### Exercise aim
Among the lines below, copy exactly those from the one with "fn decode_first<T: DeserializeOwned>(body: &[u8])" through the one with "Parse an absolute", counting both ends.

### Materials provided
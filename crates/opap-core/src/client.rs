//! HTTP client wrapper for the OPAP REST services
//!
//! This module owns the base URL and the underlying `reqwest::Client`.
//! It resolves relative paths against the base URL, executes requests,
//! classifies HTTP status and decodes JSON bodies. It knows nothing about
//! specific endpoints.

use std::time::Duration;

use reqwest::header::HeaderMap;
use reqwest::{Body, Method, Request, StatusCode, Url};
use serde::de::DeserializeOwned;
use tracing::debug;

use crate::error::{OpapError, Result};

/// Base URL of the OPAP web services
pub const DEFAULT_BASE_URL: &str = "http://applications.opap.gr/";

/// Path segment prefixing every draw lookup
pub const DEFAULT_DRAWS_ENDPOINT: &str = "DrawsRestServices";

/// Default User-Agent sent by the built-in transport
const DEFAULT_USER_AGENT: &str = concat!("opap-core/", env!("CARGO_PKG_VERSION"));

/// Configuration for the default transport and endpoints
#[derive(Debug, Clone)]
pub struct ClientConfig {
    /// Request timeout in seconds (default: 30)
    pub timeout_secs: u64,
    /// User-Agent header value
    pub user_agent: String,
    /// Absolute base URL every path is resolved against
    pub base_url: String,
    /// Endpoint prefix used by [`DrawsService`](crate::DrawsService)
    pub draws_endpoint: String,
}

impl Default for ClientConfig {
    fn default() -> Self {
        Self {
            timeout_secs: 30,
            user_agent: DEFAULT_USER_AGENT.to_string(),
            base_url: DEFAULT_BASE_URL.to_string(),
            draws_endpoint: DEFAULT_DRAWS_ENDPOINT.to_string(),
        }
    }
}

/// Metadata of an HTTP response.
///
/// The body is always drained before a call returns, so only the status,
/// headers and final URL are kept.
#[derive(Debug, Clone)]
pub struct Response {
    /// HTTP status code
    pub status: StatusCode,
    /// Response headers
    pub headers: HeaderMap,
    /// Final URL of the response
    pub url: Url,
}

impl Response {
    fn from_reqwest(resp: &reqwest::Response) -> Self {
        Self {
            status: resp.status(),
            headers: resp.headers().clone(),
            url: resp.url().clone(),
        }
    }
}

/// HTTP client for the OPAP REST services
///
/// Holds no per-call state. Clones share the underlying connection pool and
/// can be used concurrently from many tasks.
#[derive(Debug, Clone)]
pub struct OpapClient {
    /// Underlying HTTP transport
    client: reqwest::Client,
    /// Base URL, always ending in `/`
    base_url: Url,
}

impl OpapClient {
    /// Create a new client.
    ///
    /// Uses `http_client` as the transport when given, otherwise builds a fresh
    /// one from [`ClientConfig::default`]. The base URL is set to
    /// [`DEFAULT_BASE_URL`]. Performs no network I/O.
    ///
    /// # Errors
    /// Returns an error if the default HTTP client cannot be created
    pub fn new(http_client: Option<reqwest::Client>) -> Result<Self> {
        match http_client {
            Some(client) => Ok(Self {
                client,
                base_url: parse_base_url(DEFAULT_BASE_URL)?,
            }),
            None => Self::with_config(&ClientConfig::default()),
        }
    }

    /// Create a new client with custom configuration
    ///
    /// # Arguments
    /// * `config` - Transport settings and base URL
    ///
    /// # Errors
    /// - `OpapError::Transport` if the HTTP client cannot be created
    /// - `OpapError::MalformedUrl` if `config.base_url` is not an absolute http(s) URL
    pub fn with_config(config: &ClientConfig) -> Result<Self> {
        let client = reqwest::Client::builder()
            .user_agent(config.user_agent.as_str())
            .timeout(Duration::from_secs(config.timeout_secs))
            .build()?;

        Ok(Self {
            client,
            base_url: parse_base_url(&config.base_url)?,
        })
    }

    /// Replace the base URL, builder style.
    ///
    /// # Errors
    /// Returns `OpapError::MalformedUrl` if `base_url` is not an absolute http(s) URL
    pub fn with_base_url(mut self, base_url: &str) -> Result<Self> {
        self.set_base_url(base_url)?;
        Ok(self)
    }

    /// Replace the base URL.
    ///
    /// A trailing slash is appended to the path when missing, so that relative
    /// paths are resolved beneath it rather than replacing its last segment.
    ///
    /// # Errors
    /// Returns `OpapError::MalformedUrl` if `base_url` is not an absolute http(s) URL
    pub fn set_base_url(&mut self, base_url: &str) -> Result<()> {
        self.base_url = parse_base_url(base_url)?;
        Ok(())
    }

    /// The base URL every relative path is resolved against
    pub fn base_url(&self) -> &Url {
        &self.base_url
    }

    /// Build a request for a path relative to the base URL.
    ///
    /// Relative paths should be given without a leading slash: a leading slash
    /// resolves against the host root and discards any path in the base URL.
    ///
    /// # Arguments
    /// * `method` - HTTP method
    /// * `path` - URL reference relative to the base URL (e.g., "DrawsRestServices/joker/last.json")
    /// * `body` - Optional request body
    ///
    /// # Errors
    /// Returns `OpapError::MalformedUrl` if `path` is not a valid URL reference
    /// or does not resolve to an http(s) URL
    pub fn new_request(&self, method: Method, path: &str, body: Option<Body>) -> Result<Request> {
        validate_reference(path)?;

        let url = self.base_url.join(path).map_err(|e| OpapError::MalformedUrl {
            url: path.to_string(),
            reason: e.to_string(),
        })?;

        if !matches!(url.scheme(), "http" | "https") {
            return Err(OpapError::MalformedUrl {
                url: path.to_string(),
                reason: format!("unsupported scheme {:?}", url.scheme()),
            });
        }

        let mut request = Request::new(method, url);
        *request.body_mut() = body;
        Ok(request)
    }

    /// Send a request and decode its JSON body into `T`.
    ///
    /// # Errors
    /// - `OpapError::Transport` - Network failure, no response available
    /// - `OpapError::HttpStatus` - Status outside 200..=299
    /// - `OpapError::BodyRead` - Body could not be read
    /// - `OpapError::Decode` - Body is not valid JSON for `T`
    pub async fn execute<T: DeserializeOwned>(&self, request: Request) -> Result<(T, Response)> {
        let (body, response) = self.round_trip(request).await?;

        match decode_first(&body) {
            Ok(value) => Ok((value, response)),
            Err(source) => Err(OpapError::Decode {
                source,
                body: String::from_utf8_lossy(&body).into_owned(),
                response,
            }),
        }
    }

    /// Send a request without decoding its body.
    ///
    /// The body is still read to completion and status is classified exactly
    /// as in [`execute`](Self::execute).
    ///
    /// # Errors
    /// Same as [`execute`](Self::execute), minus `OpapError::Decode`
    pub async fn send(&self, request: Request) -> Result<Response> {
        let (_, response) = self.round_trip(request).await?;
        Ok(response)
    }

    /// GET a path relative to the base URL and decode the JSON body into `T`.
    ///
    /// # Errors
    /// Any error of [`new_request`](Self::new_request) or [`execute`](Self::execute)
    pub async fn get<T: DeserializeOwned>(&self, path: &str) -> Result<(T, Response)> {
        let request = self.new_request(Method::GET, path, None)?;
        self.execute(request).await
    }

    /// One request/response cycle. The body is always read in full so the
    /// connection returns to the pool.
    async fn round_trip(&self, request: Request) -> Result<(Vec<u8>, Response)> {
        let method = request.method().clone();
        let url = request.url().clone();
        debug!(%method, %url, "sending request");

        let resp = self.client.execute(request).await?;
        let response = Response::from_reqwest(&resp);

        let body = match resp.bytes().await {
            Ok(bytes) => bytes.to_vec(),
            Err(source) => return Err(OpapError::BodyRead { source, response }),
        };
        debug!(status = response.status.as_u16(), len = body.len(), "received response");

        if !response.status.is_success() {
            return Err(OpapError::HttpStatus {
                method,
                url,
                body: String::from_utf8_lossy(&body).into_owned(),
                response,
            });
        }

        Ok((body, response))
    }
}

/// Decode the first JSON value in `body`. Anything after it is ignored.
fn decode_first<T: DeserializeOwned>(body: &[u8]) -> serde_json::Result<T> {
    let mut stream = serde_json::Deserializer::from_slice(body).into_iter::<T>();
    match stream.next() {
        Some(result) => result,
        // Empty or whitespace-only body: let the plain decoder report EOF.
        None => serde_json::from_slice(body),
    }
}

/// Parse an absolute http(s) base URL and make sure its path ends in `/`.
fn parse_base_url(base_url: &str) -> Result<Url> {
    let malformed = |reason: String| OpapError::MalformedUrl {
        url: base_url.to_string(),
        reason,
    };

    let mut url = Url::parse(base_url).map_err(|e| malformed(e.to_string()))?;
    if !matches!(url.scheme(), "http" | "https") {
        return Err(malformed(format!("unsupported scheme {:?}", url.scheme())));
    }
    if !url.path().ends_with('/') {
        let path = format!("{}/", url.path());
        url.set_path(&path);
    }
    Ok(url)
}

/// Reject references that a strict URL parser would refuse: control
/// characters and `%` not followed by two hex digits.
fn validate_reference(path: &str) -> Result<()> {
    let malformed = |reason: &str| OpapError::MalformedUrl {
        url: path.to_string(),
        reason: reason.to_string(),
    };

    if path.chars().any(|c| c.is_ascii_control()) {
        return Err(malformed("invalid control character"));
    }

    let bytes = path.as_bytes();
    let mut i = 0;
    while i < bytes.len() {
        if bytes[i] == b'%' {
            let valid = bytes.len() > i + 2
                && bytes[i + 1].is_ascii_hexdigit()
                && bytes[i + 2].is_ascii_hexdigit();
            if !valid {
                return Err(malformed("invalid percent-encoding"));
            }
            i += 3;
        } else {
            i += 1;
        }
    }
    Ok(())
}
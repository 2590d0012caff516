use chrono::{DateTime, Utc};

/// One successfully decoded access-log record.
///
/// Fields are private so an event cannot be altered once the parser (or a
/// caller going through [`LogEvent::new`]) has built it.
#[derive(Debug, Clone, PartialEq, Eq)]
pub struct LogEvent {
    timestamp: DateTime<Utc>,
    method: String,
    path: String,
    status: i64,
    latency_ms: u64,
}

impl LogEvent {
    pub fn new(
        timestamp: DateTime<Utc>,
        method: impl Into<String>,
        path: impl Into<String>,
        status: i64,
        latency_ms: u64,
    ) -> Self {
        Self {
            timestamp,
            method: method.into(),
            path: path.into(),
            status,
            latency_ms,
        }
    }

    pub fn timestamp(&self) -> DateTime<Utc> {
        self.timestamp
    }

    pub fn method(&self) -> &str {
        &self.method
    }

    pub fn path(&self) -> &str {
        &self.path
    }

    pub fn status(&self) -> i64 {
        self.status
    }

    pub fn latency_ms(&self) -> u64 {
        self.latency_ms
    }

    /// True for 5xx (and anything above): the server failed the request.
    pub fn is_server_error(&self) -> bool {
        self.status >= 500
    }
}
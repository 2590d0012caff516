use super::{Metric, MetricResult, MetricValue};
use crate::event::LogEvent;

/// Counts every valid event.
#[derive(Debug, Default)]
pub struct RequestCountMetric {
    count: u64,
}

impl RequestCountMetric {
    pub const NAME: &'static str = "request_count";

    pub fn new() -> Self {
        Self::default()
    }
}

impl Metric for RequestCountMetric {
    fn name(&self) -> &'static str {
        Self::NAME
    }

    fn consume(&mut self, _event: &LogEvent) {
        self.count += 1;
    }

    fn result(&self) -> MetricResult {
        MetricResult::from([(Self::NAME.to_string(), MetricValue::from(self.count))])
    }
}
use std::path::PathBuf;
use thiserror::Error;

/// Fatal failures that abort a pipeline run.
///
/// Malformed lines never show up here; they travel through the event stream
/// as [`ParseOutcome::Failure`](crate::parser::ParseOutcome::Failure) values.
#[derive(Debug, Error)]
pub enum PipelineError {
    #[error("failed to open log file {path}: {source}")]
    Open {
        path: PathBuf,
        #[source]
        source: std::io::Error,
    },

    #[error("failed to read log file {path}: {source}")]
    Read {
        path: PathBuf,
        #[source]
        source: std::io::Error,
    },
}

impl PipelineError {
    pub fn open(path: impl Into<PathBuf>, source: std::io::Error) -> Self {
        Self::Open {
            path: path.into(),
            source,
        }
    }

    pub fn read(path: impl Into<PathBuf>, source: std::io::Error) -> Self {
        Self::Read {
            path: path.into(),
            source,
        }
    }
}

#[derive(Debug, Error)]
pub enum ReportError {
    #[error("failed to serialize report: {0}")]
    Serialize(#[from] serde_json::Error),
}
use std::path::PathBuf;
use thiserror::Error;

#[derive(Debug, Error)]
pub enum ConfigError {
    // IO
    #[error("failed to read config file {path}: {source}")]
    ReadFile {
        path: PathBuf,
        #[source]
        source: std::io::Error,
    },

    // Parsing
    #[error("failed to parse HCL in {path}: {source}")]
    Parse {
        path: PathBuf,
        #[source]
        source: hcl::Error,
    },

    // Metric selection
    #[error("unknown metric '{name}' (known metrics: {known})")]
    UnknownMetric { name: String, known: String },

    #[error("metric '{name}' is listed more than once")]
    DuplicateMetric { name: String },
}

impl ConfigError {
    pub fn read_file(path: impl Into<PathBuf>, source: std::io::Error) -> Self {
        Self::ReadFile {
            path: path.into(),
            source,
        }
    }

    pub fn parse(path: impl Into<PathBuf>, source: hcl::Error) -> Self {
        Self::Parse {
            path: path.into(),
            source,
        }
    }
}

### Exercise response
fn decode_first<T: DeserializeOwned>(body: &[u8]) -> serde_json::Result<T> {
    let mut stream = serde_json::Deserializer::from_slice(body).into_iter::<T>();
    match stream.next() {
        Some(result) => result,
        // Empty or whitespace-only body: let the plain decoder report EOF.
        None => serde_json::from_slice(body),
    }
}

/// Parse an absolute http(s) base URL and make sure its path ends in `/`.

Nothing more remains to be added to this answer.